-- Given records --
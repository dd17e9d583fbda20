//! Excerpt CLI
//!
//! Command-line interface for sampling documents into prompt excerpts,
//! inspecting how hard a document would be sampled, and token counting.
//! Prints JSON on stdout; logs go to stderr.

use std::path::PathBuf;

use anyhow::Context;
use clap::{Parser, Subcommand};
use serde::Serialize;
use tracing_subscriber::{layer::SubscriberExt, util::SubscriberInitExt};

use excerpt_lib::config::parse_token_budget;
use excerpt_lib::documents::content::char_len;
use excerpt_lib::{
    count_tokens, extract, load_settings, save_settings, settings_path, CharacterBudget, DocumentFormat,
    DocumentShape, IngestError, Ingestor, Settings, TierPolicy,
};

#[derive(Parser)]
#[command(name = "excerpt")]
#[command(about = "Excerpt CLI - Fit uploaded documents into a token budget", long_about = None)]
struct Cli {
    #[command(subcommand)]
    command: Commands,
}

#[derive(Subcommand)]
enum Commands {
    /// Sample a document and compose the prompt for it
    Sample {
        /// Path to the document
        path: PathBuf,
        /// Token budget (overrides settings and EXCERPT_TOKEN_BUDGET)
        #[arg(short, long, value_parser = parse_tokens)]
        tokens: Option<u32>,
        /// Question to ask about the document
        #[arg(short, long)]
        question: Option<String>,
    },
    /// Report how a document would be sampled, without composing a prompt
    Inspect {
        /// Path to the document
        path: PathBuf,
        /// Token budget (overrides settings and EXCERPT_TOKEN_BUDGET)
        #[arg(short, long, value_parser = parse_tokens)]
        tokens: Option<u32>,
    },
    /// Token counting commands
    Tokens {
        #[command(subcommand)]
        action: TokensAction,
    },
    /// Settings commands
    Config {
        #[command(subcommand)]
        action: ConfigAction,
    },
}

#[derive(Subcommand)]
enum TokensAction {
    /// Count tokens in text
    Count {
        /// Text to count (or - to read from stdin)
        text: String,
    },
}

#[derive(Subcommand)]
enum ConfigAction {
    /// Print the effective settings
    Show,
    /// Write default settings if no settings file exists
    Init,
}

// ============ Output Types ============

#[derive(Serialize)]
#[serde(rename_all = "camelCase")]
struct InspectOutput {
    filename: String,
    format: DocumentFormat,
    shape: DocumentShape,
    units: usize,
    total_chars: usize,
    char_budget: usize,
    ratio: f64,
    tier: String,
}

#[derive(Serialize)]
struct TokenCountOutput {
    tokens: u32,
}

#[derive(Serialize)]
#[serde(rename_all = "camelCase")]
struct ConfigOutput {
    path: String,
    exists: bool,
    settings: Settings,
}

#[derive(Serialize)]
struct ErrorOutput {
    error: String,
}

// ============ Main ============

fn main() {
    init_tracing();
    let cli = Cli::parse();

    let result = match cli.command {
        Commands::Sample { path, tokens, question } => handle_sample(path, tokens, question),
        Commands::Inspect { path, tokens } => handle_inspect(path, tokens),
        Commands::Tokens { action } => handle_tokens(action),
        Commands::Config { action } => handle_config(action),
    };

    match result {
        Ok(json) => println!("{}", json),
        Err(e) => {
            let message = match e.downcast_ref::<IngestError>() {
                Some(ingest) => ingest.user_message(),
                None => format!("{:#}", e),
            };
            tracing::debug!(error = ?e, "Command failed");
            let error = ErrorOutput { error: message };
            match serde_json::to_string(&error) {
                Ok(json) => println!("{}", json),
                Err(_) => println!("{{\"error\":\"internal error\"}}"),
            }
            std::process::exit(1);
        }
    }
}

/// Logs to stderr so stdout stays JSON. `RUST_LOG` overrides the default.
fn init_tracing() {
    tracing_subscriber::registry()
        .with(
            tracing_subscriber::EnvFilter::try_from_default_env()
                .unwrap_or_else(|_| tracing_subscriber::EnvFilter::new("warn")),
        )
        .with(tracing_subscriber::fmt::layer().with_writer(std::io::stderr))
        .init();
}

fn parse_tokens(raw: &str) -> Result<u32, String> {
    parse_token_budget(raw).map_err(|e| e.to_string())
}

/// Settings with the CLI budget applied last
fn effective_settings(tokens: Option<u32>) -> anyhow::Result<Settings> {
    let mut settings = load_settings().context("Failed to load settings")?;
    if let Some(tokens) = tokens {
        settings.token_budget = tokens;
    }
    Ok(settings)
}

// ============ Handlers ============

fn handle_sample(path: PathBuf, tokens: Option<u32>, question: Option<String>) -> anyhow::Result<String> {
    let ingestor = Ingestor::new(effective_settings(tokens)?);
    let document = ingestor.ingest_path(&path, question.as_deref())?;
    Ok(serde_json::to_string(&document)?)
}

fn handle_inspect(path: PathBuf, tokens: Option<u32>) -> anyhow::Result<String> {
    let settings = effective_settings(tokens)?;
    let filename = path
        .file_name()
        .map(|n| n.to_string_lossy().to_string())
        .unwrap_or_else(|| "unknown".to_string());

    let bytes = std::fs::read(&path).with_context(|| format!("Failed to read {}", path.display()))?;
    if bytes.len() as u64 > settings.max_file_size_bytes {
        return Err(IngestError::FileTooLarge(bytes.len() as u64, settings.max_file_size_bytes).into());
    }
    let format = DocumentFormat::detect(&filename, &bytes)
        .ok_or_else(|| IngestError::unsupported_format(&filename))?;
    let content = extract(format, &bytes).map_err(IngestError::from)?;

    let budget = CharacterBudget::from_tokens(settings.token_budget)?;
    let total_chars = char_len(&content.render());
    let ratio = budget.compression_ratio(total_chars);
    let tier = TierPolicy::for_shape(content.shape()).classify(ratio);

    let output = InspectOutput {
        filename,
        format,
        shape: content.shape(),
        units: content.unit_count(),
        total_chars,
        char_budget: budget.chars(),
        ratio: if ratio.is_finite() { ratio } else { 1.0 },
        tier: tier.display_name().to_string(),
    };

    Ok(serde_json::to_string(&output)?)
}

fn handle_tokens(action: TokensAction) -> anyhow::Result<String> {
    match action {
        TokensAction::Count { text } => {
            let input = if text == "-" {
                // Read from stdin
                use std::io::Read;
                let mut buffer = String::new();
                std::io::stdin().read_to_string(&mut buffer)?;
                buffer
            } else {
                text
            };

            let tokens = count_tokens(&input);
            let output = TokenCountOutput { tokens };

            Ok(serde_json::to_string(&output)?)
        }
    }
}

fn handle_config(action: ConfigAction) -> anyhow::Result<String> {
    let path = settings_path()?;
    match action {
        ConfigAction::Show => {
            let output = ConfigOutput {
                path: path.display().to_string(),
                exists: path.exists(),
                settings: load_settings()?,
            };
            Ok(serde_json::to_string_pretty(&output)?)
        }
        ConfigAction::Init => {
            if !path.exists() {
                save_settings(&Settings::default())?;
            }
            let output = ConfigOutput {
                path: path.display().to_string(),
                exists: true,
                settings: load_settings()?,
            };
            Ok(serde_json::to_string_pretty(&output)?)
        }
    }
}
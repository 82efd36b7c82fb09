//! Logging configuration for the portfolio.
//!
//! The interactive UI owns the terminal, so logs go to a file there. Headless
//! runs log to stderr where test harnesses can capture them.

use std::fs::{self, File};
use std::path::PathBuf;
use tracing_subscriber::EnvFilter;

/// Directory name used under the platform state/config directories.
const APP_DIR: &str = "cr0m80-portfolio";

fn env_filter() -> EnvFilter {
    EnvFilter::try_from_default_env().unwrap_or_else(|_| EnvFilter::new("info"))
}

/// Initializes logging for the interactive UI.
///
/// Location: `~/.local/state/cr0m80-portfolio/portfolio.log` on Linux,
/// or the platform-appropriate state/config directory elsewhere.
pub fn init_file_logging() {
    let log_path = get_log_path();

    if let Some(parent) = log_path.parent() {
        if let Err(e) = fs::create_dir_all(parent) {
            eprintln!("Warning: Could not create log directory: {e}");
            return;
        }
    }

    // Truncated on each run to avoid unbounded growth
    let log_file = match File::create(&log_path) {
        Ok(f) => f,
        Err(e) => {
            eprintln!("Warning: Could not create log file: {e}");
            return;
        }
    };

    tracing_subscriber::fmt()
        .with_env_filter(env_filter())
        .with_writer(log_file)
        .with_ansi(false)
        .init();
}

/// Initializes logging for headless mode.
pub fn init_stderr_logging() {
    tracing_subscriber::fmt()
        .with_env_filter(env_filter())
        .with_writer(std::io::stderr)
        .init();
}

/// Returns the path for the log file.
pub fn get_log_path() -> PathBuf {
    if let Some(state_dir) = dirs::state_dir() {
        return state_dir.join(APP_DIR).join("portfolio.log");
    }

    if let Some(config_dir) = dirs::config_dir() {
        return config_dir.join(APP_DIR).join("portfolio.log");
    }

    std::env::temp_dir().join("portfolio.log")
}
---
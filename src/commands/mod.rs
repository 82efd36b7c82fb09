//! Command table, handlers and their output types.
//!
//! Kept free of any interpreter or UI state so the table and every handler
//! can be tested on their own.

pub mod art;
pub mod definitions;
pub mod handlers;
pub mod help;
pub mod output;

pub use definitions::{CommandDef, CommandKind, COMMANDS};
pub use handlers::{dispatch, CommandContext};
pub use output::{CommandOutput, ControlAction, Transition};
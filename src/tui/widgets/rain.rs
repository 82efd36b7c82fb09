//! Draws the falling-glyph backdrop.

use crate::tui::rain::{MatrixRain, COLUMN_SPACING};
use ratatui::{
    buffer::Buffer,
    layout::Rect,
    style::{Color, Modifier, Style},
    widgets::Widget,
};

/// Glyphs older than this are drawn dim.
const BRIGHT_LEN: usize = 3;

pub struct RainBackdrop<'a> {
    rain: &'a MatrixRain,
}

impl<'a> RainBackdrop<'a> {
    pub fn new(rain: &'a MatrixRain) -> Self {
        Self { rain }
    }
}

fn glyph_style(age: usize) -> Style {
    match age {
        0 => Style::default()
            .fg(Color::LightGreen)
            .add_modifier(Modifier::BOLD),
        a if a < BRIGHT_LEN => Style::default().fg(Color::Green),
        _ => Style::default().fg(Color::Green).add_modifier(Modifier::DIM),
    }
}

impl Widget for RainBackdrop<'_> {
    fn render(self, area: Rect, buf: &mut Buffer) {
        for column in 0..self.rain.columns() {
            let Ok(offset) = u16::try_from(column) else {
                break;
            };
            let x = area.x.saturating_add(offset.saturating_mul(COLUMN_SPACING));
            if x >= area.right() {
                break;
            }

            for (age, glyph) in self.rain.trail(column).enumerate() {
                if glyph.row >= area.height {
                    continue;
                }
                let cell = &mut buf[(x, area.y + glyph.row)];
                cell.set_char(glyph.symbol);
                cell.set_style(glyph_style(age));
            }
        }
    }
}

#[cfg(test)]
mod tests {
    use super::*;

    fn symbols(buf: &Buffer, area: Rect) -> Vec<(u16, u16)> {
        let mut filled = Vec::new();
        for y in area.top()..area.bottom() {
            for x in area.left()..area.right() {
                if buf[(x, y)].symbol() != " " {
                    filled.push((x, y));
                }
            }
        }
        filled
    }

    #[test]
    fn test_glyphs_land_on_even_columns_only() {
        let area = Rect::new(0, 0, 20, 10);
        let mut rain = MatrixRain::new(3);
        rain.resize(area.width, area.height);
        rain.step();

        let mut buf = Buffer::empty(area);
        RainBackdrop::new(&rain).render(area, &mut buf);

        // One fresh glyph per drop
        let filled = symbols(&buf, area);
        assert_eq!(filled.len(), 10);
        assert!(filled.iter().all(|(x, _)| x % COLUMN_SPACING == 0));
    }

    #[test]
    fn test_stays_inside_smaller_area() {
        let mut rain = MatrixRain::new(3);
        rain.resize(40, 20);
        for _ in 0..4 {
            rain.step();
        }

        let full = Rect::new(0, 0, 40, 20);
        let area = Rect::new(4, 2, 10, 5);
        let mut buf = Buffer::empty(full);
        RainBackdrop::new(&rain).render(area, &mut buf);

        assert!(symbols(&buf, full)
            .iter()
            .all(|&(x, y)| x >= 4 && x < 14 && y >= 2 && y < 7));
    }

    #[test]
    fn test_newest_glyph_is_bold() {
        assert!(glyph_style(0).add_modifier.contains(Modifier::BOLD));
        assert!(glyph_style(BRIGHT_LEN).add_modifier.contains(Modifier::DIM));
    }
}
* * *
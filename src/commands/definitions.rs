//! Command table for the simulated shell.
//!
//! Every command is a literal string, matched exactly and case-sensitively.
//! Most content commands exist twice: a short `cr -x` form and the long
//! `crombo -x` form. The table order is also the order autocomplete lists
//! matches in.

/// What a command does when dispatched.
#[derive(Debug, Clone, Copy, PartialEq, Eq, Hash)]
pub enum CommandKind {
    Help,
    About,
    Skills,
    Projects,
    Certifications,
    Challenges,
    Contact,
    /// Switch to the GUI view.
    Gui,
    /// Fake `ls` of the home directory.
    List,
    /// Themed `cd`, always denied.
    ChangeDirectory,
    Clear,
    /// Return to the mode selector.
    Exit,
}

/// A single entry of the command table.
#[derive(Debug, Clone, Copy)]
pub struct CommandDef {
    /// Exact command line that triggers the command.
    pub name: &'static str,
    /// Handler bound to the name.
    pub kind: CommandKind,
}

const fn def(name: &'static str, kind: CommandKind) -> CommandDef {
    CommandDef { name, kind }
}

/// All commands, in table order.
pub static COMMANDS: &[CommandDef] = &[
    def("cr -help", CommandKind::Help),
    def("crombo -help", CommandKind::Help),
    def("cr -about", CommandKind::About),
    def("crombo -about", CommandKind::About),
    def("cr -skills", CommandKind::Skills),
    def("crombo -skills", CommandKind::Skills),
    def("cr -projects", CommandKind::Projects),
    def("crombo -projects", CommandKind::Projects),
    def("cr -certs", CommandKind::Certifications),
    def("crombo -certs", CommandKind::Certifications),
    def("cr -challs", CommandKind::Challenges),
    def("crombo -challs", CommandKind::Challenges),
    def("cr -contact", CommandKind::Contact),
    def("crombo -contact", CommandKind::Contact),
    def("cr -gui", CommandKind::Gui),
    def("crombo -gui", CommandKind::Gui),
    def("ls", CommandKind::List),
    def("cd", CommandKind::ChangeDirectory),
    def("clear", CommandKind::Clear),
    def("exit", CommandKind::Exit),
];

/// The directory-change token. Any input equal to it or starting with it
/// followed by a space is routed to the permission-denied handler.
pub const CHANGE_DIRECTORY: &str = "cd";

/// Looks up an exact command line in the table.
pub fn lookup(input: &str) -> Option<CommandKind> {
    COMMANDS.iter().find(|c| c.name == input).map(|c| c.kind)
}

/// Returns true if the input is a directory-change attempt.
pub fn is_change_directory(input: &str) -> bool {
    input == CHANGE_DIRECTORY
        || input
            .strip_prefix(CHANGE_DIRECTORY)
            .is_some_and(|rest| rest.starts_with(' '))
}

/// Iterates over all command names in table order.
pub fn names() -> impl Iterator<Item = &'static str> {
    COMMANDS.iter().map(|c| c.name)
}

-- Action item --
Above are the records; from them, give again exactly the lines from the one containing "repository dd17e9d583fbda20" to the one containing "use serde::Serialize;", both lines included, and nothing more.

-- Your response --
repository dd17e9d583fbda20
//! Excerpt CLI
//!
//! Command-line interface for sampling documents into prompt excerpts,
//! inspecting how hard a document would be sampled, and token counting.
//! Prints JSON on stdout; logs go to stderr.

use std::path::PathBuf;

use anyhow::Context;
use clap::{Parser, Subcommand};
use serde::Serialize;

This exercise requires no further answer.